- **Exercise requirements**
Pull every line that includes the word "AppState" out of the data below and copy it.

- **Data supplied**
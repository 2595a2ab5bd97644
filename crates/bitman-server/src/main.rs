use std::path::PathBuf;
use std::sync::Arc;

use anyhow::Context;
use tokio::net::TcpListener;
use tower_http::cors::CorsLayer;
use tower_http::trace::TraceLayer;
use tracing_subscriber::EnvFilter;

use bitman_client::ReqwestTransport;
use bitman_core::Settings;
use bitman_server::routes;
use bitman_server::state::{AppState, process_env};

#[tokio::main]
async fn main() -> anyhow::Result<()> {
    let _ = dotenvy::dotenv();

    tracing_subscriber::fmt()
        .with_env_filter(EnvFilter::from_default_env().add_directive("bitman=info".parse()?))
        .with_target(false)
        .init();

    let api_key =
        std::env::var("BITMAN_SERVER_API_KEY").context("BITMAN_SERVER_API_KEY must be set")?;
    let port = std::env::var("BITMAN_SERVER_PORT").unwrap_or_else(|_| "3000".to_string());
    let addr = format!("0.0.0.0:{port}");
    let settings_path = std::env::var("BITMAN_SETTINGS").ok().map(PathBuf::from);

    // The timeout is read once; the rest of the settings is re-read per ask.
    let startup = Settings::load(settings_path.as_deref()).context("Failed to load settings")?;
    let transport = ReqwestTransport::from_timeout(startup.request_timeout())
        .context("Failed to create HTTP client")?;

    let state = Arc::new(AppState {
        api_key,
        settings_path,
        transport,
        env: process_env,
    });

    // Extensions call from their own origin.
    let app = routes::router(state)
        .layer(TraceLayer::new_for_http())
        .layer(CorsLayer::permissive());

    tracing::info!("Starting server on {addr}");
    let listener = TcpListener::bind(&addr).await?;
    axum::serve(listener, app)
        .with_graceful_shutdown(shutdown_signal())
        .await?;

    Ok(())
}

async fn shutdown_signal() {
    if let Err(e) = tokio::signal::ctrl_c().await {
        tracing::error!("Failed to install CTRL+C handler: {e}");
        std::future::pending::<()>().await;
    }
    tracing::info!("Shutdown signal received");
}
use serde::{Deserialize, Serialize};

use bitman_core::models::{AskResponse, ProviderOutcome};

// ---------------------------------------------------------------------------
// Ask
// ---------------------------------------------------------------------------

#[derive(Debug, Deserialize, utoipa::ToSchema)]
#[serde(rename_all = "camelCase")]
pub struct AskRequest {
    /// Question as edited by the user; defaults to the raw selection.
    pub question: Option<String>,
    /// Text selected on the page, possibly containing labelled options.
    #[serde(default)]
    pub raw_selection: String,
}

/// One provider's result.
#[derive(Debug, Serialize, utoipa::ToSchema)]
pub struct ProviderAnswer {
    /// `answered` or `failed`
    pub status: String,
    #[serde(skip_serializing_if = "Option::is_none")]
    pub answer: Option<String>,
    /// Failure kind, e.g. `http`, `transport`, `provider`
    #[serde(skip_serializing_if = "Option::is_none")]
    pub kind: Option<String>,
    #[serde(skip_serializing_if = "Option::is_none")]
    pub message: Option<String>,
    /// Text to display: the answer, or `Error: <message>`
    pub text: String,
}

impl From<ProviderOutcome> for ProviderAnswer {
    fn from(outcome: ProviderOutcome) -> Self {
        let text = outcome.display_text();
        match outcome {
            ProviderOutcome::Answered { answer } => Self {
                status: "answered".to_string(),
                answer: Some(answer),
                kind: None,
                message: None,
                text,
            },
            ProviderOutcome::Failed { kind, message } => Self {
                status: "failed".to_string(),
                answer: None,
                kind: Some(kind.to_string()),
                message: Some(message),
                text,
            },
        }
    }
}

#[derive(Debug, Serialize, utoipa::ToSchema)]
#[serde(rename_all = "camelCase")]
pub struct AskResponseBody {
    /// Absent provider = no API key configured.
    pub openai_answer: Option<ProviderAnswer>,
    pub gemini_answer: Option<ProviderAnswer>,
    pub options: Vec<String>,
}

impl From<AskResponse> for AskResponseBody {
    fn from(response: AskResponse) -> Self {
        Self {
            openai_answer: response.openai_answer.map(ProviderAnswer::from),
            gemini_answer: response.gemini_answer.map(ProviderAnswer::from),
            options: response.options,
        }
    }
}

// ---------------------------------------------------------------------------
// Health
// ---------------------------------------------------------------------------

#[derive(Debug, Serialize, utoipa::ToSchema)]
pub struct HealthResponse {
    pub status: &'static str,
    pub version: &'static str,
}

// ---------------------------------------------------------------------------
// Errors
// ---------------------------------------------------------------------------

#[derive(Debug, Serialize, utoipa::ToSchema)]
pub struct ErrorResponse {
    pub error: String,
    pub message: String,
}
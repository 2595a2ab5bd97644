use axum::body::Body;
use axum::http::{Request, StatusCode};
use http_body_util::BodyExt;
use tower::ServiceExt;

use bitman_core::Settings;

use crate::integration::common::{
    BAD_GEMINI_KEY, MISSING_MODEL, ProviderStub, TEST_API_KEY, setup_test_app,
    setup_test_app_with_env,
};

const SELECTION: &str = "Capital of France?\nA) Paris\nB) London\nC) Berlin";

fn ask_request(body: serde_json::Value) -> Request<Body> {
    Request::post("/v1/ask")
        .header("authorization", format!("Bearer {TEST_API_KEY}"))
        .header("content-type", "application/json")
        .body(Body::from(serde_json::to_vec(&body).unwrap()))
        .unwrap()
}

async fn json_body(response: axum::response::Response) -> serde_json::Value {
    let body = response.into_body().collect().await.unwrap().to_bytes();
    serde_json::from_slice(&body).unwrap()
}

#[tokio::test]
async fn health_returns_200() {
    let app = setup_test_app(&Settings::default());

    let response = app
        .router
        .oneshot(Request::get("/health").body(Body::empty()).unwrap())
        .await
        .unwrap();

    assert_eq!(response.status(), StatusCode::OK);
    let json = json_body(response).await;
    assert_eq!(json["status"], "healthy");
}

#[tokio::test]
async fn openapi_document_is_public() {
    let app = setup_test_app(&Settings::default());

    let response = app
        .router
        .oneshot(
            Request::get("/api-docs/openapi.json")
                .body(Body::empty())
                .unwrap(),
        )
        .await
        .unwrap();

    assert_eq!(response.status(), StatusCode::OK);
    let json = json_body(response).await;
    assert!(json["paths"]["/v1/ask"]["post"].is_object());
}

#[tokio::test]
async fn unauthenticated_request_returns_401() {
    let app = setup_test_app(&Settings::default());

    let response = app
        .router
        .oneshot(
            Request::post("/v1/ask")
                .header("content-type", "application/json")
                .body(Body::from(r#"{"rawSelection":"A) x"}"#))
                .unwrap(),
        )
        .await
        .unwrap();

    assert_eq!(response.status(), StatusCode::UNAUTHORIZED);
}

#[tokio::test]
async fn wrong_api_key_returns_401() {
    let app = setup_test_app(&Settings::default());

    let response = app
        .router
        .oneshot(
            Request::post("/v1/ask")
                .header("authorization", "Bearer wrong-key")
                .header("content-type", "application/json")
                .body(Body::from(r#"{"rawSelection":"A) x"}"#))
                .unwrap(),
        )
        .await
        .unwrap();

    assert_eq!(response.status(), StatusCode::UNAUTHORIZED);
    let json = json_body(response).await;
    assert_eq!(json["error"], "unauthorized");
}

#[tokio::test]
async fn no_keys_returns_not_configured_without_provider_calls() {
    let stub = ProviderStub::spawn().await;
    let app = setup_test_app(&stub.settings());

    let response = app
        .router
        .oneshot(ask_request(serde_json::json!({
            "question": "Capital of France?",
            "rawSelection": SELECTION
        })))
        .await
        .unwrap();

    assert_eq!(response.status(), StatusCode::BAD_REQUEST);
    let json = json_body(response).await;
    assert_eq!(json["error"], "not_configured");
    assert_eq!(json["message"], "Add at least one API key in Options.");
    assert!(stub.calls().is_empty());
}

#[tokio::test]
async fn both_providers_answer_with_normalized_options() {
    let stub = ProviderStub::spawn().await;
    let app = setup_test_app(&Settings {
        openai_key: "sk-test".into(),
        gemini_key: "AIza-test".into(),
        ..stub.settings()
    });

    let response = app
        .router
        .oneshot(ask_request(serde_json::json!({
            "question": "Capital of France?",
            "rawSelection": SELECTION
        })))
        .await
        .unwrap();

    assert_eq!(response.status(), StatusCode::OK);
    let json = json_body(response).await;
    assert_eq!(
        json["options"],
        serde_json::json!(["Paris", "London", "Berlin"])
    );
    assert_eq!(json["openaiAnswer"]["status"], "answered");
    assert_eq!(json["openaiAnswer"]["answer"], "London");
    assert_eq!(json["geminiAnswer"]["answer"], "Paris");
    assert_eq!(json["geminiAnswer"]["text"], "Paris");

    let mut calls = stub.calls();
    calls.sort();
    assert_eq!(calls, vec!["gemini:gemini-1.5-flash", "openai:gpt-4o-mini"]);
}

#[tokio::test]
async fn openai_falls_back_after_missing_model() {
    let stub = ProviderStub::spawn().await;
    let app = setup_test_app(&Settings {
        openai_key: "sk-test".into(),
        model_openai: MISSING_MODEL.into(),
        ..stub.settings()
    });

    let response = app
        .router
        .oneshot(ask_request(serde_json::json!({ "rawSelection": SELECTION })))
        .await
        .unwrap();

    assert_eq!(response.status(), StatusCode::OK);
    let json = json_body(response).await;
    assert_eq!(json["openaiAnswer"]["answer"], "London");
    assert!(json["geminiAnswer"].is_null());
    assert_eq!(
        stub.calls(),
        vec![format!("openai:{MISSING_MODEL}"), "openai:gpt-4o-mini".to_string()]
    );
}

#[tokio::test]
async fn gemini_error_is_reported_in_its_field() {
    let stub = ProviderStub::spawn().await;
    let app = setup_test_app(&Settings {
        openai_key: "sk-test".into(),
        gemini_key: BAD_GEMINI_KEY.into(),
        ..stub.settings()
    });

    let response = app
        .router
        .oneshot(ask_request(serde_json::json!({
            "question": "Capital of France?",
            "rawSelection": SELECTION
        })))
        .await
        .unwrap();

    assert_eq!(response.status(), StatusCode::OK);
    let json = json_body(response).await;
    assert_eq!(json["openaiAnswer"]["answer"], "London");
    assert_eq!(json["geminiAnswer"]["status"], "failed");
    assert_eq!(json["geminiAnswer"]["kind"], "provider");
    assert_eq!(json["geminiAnswer"]["text"], "Error: Gemini API error");
}

#[tokio::test]
async fn settings_file_is_reread_per_request() {
    let stub = ProviderStub::spawn().await;
    let app = setup_test_app(&stub.settings());

    let response = app
        .router
        .clone()
        .oneshot(ask_request(serde_json::json!({ "rawSelection": SELECTION })))
        .await
        .unwrap();
    assert_eq!(response.status(), StatusCode::BAD_REQUEST);

    Settings {
        gemini_key: "AIza-test".into(),
        ..stub.settings()
    }
    .save(&app.settings_path)
    .unwrap();

    let response = app
        .router
        .oneshot(ask_request(serde_json::json!({ "rawSelection": SELECTION })))
        .await
        .unwrap();
    assert_eq!(response.status(), StatusCode::OK);
    let json = json_body(response).await;
    assert_eq!(json["geminiAnswer"]["answer"], "Paris");
}

fn gemini_key_env(key: &str) -> Option<String> {
    (key == "BITMAN_GEMINI_KEY").then(|| "AIza-env".to_string())
}

#[tokio::test]
async fn environment_overrides_come_from_the_state_lookup() {
    let stub = ProviderStub::spawn().await;
    let app = setup_test_app_with_env(&stub.settings(), gemini_key_env);

    let response = app
        .router
        .clone()
        .oneshot(ask_request(serde_json::json!({ "rawSelection": SELECTION })))
        .await
        .unwrap();
    assert_eq!(response.status(), StatusCode::OK);
    let json = json_body(response).await;
    assert!(json["openaiAnswer"].is_null());
    assert_eq!(json["geminiAnswer"]["answer"], "Paris");

    // The shared transport serves later asks too.
    let response = app
        .router
        .oneshot(ask_request(serde_json::json!({ "rawSelection": SELECTION })))
        .await
        .unwrap();
    assert_eq!(response.status(), StatusCode::OK);
    assert_eq!(stub.calls().len(), 2);
}

#[tokio::test]
async fn empty_question_is_rejected() {
    let app = setup_test_app(&Settings::default());

    let response = app
        .router
        .oneshot(ask_request(serde_json::json!({
            "question": "   ",
            "rawSelection": "  \n "
        })))
        .await
        .unwrap();

    assert_eq!(response.status(), StatusCode::BAD_REQUEST);
    let json = json_body(response).await;
    assert_eq!(json["error"], "validation_error");
}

- **Response to this task**
use bitman_server::state::{AppState, process_env};
    let state = Arc::new(AppState {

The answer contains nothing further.